*WORK INSTRUCTION*
Read through the listing below and copy each line in which the word "major" occurs.

RECORD EXTRACTS START

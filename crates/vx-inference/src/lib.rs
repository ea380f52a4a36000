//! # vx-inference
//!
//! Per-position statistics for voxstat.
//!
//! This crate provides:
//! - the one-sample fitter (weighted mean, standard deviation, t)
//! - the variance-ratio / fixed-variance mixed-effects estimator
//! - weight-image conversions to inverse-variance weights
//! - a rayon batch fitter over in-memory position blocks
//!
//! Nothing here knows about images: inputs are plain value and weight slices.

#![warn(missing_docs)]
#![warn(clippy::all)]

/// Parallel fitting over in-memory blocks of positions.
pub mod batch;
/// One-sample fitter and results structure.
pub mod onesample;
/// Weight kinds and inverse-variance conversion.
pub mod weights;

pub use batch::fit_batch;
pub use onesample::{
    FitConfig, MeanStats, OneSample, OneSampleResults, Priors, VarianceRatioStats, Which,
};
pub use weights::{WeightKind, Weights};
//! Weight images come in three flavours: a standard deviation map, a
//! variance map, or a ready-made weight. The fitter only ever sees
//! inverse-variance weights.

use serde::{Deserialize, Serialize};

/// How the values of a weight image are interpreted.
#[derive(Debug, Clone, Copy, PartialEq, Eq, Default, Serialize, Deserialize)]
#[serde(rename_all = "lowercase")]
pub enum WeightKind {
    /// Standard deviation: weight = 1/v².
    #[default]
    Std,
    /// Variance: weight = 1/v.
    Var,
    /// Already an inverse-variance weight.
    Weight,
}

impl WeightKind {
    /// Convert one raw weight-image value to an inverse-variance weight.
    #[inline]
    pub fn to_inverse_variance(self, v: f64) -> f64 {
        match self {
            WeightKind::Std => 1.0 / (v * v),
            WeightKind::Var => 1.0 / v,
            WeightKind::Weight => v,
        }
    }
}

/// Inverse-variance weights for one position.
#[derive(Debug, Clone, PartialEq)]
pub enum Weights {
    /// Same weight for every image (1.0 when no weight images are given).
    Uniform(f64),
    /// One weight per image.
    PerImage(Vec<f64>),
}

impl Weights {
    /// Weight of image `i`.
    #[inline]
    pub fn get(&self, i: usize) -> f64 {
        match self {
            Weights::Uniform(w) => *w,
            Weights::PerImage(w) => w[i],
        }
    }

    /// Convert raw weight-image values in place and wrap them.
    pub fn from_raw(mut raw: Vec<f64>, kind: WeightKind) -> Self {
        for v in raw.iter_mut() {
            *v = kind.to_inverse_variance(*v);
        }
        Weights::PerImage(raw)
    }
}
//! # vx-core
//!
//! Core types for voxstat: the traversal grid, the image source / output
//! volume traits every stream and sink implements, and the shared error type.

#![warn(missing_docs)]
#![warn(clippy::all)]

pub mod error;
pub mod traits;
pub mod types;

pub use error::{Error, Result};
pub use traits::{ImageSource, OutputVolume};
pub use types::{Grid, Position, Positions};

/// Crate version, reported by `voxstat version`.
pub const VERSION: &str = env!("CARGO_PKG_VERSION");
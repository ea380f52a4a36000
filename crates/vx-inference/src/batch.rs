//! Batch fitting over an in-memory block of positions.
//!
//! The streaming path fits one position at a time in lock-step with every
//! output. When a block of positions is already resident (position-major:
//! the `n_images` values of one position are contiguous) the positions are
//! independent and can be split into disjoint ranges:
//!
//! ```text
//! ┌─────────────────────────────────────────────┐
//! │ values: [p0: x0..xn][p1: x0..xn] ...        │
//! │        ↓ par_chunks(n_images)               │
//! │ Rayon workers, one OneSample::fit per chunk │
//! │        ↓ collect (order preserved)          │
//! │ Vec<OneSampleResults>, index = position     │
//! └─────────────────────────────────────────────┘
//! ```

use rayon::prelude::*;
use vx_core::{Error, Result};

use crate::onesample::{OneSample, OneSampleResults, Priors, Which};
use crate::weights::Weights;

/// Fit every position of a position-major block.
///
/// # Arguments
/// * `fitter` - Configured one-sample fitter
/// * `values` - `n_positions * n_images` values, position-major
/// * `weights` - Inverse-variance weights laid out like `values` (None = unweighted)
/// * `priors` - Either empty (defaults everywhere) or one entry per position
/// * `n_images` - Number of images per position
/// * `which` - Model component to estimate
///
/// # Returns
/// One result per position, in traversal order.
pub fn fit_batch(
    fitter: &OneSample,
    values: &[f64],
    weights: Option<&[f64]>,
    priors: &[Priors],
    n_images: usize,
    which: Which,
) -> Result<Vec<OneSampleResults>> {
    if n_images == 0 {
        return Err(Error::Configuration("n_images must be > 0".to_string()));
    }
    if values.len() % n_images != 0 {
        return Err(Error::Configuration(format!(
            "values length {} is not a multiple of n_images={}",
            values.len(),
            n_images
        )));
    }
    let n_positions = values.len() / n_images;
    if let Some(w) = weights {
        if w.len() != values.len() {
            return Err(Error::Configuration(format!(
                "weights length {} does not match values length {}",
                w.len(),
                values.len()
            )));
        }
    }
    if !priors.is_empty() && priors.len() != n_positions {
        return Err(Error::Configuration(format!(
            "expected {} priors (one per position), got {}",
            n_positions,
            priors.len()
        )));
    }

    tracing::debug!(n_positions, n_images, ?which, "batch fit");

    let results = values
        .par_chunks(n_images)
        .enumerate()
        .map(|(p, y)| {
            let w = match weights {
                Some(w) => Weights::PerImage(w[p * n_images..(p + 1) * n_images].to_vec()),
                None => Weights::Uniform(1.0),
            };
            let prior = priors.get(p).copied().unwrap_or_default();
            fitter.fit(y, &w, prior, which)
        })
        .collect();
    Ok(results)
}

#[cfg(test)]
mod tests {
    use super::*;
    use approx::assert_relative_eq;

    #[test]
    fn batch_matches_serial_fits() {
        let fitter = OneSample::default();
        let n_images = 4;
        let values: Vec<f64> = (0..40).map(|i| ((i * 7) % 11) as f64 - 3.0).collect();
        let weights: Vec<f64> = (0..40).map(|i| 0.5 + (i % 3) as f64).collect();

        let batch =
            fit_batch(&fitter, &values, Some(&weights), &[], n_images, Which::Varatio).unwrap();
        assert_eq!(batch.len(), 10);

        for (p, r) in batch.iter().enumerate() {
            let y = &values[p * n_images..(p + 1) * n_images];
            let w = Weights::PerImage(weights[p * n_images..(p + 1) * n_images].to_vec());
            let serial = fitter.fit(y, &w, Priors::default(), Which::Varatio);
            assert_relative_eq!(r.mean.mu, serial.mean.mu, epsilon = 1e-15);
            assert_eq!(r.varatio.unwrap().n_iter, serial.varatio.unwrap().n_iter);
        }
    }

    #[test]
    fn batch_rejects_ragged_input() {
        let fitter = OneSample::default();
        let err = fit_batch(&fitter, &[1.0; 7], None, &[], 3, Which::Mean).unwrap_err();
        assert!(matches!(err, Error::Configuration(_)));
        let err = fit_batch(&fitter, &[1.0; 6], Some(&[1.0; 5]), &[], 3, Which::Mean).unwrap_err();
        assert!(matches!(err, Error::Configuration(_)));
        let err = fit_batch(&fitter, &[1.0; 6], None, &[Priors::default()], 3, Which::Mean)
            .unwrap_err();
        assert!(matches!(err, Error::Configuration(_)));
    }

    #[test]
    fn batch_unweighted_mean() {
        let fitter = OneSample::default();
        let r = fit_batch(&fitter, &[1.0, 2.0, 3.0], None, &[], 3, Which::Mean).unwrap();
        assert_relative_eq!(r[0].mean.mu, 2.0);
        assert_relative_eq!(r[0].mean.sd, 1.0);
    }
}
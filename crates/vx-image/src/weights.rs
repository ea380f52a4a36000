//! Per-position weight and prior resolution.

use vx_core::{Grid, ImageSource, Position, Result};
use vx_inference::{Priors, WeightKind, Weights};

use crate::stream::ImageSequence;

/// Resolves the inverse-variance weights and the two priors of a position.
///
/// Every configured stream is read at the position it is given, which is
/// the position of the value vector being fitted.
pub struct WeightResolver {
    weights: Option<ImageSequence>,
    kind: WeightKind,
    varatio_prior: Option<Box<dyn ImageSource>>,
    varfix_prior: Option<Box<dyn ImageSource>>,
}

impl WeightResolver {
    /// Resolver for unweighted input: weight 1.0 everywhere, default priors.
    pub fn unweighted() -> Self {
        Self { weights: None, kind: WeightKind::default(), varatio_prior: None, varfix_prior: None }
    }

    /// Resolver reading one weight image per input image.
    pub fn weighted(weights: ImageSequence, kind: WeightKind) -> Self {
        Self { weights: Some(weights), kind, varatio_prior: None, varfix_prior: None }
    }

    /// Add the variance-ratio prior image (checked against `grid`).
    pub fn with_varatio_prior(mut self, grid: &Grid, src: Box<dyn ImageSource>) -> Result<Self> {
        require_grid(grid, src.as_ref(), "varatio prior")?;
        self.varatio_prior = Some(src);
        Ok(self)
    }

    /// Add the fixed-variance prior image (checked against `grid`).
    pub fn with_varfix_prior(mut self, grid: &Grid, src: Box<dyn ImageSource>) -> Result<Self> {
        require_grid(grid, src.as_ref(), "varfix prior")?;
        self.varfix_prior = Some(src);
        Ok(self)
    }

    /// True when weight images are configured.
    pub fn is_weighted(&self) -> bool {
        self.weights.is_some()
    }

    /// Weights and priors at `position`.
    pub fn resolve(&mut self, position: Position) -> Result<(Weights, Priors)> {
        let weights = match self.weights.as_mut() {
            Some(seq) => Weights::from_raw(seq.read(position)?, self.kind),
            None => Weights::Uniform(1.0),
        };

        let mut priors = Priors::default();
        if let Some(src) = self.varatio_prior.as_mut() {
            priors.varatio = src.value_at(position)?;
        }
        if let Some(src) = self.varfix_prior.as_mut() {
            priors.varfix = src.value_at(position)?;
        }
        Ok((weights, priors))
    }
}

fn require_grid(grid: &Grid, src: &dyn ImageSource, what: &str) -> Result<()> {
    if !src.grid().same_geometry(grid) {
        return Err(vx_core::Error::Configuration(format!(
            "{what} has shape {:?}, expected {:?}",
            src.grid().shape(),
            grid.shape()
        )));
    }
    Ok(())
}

RECORD EXTRACTS END

*RESPONSE TO THE TASK*
//! output. When a block of positions is already resident (position-major:
/// Fit every position of a position-major block.
/// * `values` - `n_positions * n_images` values, position-major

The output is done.